# [Source material]
[Start of section]

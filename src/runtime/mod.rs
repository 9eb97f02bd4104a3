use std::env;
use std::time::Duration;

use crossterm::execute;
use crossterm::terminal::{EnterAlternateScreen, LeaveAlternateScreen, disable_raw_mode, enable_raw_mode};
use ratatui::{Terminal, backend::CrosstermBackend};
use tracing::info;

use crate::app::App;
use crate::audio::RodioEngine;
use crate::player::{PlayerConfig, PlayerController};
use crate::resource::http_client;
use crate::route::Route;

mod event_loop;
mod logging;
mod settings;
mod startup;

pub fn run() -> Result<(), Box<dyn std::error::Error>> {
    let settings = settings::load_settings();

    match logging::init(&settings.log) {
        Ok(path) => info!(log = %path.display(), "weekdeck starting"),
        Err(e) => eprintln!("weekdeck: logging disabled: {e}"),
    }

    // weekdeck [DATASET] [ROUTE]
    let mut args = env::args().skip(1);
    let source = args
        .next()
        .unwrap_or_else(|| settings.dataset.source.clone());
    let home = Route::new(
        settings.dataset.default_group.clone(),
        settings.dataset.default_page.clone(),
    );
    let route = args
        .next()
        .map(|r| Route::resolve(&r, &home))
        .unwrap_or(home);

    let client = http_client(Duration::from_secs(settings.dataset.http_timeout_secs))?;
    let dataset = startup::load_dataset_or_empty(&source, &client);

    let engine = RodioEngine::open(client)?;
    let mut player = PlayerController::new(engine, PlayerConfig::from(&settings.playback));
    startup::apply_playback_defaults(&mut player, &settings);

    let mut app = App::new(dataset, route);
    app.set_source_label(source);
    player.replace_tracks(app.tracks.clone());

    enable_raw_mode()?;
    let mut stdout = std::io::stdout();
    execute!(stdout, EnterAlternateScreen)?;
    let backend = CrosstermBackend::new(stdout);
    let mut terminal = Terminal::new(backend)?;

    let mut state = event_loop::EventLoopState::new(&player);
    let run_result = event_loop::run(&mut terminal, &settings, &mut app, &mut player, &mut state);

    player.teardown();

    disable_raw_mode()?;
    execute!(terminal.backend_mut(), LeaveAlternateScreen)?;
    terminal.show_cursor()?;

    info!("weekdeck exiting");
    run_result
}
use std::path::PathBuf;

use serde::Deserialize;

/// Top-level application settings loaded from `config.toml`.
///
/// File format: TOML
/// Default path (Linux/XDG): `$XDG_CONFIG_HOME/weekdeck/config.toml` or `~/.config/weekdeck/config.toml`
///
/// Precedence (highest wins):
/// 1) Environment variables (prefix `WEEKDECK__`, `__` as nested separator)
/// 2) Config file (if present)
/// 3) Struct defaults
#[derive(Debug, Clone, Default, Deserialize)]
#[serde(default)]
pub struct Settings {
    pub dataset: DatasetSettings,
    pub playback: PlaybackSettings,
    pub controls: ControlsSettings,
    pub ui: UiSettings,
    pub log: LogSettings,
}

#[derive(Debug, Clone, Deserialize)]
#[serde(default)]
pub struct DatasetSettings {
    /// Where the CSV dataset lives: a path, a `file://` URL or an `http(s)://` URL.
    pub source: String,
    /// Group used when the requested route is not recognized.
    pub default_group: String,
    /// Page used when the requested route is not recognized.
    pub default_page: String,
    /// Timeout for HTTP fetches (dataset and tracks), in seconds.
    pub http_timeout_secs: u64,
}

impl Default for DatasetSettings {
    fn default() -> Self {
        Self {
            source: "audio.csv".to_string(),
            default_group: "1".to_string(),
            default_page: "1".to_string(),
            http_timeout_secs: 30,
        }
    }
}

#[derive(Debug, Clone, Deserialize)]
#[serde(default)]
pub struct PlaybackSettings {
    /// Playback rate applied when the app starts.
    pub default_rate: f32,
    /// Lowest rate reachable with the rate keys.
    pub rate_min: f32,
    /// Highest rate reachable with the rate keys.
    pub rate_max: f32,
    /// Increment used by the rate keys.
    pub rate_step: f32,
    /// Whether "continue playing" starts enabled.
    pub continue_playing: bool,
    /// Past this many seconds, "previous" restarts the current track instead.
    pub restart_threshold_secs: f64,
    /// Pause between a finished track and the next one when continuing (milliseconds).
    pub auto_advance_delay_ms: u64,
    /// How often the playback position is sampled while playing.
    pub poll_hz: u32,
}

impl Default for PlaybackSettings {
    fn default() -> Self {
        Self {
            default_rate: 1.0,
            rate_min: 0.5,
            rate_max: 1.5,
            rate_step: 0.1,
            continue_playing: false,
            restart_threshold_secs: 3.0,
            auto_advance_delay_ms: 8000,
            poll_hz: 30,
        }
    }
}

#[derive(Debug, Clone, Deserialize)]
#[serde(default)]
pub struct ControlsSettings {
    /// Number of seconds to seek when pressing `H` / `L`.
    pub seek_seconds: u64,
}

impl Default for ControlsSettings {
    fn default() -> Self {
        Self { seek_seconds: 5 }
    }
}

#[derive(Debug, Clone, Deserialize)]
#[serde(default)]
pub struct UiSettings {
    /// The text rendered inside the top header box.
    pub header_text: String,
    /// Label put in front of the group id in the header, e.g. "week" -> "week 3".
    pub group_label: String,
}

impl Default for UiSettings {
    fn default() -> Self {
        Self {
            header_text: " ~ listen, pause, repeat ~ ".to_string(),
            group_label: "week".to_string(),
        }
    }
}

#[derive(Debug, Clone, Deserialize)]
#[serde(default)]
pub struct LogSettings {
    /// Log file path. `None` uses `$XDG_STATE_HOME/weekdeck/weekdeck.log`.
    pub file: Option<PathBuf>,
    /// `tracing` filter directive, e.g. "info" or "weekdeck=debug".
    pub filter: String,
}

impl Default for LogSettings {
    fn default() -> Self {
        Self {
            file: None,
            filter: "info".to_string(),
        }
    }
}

[End of section]
[Start of section]

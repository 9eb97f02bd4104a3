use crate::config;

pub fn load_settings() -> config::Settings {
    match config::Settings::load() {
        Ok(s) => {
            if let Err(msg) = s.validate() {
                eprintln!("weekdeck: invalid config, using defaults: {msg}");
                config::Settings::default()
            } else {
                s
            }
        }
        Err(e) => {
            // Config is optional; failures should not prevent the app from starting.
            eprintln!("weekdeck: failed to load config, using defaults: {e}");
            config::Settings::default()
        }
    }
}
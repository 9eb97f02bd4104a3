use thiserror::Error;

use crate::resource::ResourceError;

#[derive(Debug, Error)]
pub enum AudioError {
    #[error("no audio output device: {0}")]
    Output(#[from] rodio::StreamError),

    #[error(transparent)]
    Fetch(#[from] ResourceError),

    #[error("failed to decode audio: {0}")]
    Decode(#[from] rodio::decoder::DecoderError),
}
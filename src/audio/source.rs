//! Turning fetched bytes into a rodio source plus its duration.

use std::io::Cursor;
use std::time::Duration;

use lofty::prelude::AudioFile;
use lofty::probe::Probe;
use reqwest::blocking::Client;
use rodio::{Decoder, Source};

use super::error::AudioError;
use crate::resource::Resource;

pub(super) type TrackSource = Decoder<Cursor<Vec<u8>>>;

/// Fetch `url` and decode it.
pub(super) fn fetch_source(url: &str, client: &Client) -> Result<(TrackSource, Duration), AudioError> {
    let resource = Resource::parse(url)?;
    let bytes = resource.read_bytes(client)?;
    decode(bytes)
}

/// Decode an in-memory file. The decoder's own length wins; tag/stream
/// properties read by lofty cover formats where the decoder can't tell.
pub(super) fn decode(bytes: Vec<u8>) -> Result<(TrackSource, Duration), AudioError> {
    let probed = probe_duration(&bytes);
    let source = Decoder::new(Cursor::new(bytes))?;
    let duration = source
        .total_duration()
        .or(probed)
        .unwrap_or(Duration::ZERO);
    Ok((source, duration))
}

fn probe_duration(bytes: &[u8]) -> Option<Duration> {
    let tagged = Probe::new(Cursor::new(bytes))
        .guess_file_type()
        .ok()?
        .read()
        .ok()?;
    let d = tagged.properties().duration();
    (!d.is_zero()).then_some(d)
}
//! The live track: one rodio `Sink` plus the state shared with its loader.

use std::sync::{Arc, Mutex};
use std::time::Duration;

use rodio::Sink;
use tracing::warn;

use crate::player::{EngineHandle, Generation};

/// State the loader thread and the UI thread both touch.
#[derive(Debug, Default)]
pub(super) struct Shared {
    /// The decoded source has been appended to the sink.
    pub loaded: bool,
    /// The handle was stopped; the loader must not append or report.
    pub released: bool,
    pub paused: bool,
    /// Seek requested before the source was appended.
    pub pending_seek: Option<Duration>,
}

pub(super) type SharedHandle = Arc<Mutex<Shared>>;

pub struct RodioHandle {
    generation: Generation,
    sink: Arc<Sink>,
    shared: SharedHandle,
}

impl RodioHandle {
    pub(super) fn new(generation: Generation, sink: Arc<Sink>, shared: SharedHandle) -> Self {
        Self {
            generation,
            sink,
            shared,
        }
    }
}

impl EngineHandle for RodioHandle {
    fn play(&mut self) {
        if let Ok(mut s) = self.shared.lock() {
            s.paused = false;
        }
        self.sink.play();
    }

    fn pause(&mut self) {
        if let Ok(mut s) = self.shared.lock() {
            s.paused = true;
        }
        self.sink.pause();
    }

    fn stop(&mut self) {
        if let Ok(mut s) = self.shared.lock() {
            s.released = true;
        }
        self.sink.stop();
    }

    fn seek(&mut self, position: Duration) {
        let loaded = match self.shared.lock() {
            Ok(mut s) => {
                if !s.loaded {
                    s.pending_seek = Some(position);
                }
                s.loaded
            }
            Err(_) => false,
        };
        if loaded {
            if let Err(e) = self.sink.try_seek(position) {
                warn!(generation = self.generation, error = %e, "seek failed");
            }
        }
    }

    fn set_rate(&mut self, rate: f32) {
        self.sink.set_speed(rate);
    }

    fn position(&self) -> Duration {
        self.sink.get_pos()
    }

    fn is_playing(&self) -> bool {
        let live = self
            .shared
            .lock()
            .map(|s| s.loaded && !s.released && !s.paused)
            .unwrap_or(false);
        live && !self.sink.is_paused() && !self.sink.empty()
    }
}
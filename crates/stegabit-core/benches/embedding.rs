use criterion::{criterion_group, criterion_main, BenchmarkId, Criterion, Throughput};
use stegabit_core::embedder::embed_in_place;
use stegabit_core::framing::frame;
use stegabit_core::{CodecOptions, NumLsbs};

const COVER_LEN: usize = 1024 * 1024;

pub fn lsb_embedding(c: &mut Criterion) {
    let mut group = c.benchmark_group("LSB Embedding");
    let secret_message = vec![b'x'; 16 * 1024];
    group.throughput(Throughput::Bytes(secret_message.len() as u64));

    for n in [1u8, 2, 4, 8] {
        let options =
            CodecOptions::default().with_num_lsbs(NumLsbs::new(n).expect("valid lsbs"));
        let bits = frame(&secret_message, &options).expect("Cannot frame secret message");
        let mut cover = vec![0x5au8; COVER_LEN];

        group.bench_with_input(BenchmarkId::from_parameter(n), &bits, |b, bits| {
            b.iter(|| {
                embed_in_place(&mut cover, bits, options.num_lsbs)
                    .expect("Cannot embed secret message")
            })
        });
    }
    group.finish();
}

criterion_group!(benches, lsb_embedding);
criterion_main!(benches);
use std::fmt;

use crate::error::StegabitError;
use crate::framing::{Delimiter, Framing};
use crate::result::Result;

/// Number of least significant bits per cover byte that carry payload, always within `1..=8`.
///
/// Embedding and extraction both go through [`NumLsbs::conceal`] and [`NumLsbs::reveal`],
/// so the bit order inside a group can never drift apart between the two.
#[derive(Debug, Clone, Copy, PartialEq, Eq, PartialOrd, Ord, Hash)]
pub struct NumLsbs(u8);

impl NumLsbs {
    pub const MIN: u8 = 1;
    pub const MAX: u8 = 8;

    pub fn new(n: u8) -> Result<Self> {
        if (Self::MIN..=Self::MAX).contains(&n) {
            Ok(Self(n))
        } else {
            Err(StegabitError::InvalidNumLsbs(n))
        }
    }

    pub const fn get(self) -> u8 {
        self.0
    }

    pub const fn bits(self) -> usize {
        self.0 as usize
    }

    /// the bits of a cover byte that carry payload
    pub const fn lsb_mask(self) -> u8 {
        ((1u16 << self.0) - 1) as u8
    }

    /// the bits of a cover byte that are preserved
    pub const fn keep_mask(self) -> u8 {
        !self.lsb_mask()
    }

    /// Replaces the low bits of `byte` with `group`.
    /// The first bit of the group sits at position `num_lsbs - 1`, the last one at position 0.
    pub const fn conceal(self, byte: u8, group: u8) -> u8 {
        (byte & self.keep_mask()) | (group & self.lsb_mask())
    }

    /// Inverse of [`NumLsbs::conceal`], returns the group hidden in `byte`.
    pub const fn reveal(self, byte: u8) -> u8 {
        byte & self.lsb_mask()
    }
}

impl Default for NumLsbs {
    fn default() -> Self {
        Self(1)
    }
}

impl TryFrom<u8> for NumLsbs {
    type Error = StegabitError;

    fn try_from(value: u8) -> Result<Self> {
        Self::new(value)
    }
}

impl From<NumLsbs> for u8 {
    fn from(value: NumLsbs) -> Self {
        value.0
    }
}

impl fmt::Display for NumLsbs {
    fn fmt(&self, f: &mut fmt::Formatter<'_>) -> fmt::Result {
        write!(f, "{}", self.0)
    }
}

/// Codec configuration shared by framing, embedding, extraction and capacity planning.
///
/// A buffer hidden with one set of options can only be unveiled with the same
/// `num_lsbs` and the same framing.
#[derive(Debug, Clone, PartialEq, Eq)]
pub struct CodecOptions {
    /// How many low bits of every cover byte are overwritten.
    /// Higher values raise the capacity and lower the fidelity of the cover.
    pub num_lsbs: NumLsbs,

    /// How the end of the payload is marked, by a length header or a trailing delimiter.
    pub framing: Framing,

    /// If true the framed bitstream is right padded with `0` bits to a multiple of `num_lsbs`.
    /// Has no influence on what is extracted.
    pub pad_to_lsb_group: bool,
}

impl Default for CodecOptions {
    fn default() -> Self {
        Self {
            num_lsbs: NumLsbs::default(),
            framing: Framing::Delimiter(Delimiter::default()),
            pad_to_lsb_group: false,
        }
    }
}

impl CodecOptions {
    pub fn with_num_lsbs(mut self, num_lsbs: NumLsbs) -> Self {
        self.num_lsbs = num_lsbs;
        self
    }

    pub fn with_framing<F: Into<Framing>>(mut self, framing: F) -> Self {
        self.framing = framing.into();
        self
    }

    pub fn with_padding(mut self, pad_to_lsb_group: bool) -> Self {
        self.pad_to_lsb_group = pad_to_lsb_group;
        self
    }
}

[End of section]
[Start of section]

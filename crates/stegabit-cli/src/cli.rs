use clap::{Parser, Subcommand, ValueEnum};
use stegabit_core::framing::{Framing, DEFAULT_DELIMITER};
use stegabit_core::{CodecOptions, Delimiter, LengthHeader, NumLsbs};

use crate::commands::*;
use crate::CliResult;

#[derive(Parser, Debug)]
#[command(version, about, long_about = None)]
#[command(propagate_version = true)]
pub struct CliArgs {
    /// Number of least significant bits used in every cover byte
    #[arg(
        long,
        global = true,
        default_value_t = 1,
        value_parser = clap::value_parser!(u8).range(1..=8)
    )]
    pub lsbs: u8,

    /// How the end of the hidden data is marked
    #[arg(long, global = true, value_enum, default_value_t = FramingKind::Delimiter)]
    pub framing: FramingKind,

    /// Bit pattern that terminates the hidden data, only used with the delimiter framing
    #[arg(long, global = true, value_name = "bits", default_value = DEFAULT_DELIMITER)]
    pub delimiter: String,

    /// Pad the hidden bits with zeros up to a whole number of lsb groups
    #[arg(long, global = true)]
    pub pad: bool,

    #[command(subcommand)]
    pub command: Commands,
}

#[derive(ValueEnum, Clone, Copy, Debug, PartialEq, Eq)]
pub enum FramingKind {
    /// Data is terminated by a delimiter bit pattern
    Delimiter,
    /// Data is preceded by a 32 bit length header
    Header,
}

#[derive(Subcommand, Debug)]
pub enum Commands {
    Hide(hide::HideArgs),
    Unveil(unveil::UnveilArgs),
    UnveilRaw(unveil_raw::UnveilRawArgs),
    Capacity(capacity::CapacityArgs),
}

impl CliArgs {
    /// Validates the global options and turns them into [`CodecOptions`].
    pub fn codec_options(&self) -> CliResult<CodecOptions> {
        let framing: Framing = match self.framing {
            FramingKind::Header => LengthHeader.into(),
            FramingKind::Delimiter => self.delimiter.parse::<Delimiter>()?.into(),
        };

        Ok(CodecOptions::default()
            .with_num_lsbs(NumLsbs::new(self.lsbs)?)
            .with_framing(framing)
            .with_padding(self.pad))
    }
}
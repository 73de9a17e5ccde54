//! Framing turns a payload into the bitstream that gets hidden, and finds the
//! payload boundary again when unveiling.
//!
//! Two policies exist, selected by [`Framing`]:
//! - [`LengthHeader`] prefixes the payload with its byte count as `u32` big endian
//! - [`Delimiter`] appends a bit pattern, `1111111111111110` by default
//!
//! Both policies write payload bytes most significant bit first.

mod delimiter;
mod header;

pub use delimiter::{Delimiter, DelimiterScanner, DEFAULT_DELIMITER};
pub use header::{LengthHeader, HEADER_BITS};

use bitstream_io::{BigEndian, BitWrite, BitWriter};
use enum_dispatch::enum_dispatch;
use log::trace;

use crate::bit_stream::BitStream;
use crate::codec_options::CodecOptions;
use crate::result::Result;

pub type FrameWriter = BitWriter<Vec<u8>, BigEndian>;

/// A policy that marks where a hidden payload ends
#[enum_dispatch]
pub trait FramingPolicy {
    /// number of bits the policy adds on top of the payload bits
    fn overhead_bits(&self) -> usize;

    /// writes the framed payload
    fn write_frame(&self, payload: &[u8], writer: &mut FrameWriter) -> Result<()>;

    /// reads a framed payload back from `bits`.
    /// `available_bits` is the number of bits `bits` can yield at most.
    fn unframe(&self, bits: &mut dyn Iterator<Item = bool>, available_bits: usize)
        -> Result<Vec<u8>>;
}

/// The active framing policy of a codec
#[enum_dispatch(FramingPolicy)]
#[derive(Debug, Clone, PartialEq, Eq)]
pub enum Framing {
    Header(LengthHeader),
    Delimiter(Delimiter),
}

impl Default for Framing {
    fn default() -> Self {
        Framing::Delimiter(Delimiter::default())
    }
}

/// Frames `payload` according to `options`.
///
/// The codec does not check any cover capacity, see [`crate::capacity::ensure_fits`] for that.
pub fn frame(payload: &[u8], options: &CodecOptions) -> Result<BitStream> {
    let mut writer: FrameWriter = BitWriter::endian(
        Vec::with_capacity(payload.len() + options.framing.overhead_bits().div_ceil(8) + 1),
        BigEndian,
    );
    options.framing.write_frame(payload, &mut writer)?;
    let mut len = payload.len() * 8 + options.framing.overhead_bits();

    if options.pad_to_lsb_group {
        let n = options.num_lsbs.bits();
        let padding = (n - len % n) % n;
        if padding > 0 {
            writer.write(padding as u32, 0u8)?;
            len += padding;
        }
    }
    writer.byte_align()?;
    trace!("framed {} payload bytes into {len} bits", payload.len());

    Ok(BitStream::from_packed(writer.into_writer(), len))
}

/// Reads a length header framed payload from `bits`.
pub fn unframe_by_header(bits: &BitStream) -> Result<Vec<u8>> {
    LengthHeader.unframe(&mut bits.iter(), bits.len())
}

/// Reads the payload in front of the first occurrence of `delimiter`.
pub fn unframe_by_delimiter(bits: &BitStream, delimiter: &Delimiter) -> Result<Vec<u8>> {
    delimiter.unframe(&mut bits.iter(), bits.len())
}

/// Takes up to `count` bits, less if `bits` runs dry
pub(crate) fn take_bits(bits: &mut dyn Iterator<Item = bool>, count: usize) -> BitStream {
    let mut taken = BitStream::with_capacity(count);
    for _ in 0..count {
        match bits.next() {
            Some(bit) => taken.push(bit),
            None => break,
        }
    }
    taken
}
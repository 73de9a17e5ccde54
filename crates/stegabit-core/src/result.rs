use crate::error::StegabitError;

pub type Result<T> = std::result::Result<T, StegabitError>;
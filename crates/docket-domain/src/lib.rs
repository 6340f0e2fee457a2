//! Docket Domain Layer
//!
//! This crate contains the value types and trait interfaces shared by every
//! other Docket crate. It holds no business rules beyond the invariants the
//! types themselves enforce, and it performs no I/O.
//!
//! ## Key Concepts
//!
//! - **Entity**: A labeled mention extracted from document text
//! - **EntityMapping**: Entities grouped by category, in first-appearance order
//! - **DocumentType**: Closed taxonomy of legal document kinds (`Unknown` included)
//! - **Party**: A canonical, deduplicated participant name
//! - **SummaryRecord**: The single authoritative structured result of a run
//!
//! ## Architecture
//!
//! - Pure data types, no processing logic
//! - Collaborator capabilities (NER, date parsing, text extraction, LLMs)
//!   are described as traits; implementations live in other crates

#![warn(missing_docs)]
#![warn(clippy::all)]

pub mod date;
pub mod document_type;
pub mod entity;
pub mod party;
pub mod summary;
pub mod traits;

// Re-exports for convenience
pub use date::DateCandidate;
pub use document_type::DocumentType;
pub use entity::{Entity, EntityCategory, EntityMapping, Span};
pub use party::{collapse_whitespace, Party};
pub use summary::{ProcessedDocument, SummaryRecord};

[End of section]

# [What you need to do]
Please copy, exactly as written, every line in the listing above from the line with "let mut len" up to and including the line with "Reads a length".

# [Solution for this exercise]
    let mut len = payload.len() * 8 + options.framing.overhead_bits();

    if options.pad_to_lsb_group {
        let n = options.num_lsbs.bits();
        let padding = (n - len % n) % n;
        if padding > 0 {
            writer.write(padding as u32, 0u8)?;
            len += padding;
        }
    }
    writer.byte_align()?;
    trace!("framed {} payload bytes into {len} bits", payload.len());

    Ok(BitStream::from_packed(writer.into_writer(), len))
}

/// Reads a length header framed payload from `bits`.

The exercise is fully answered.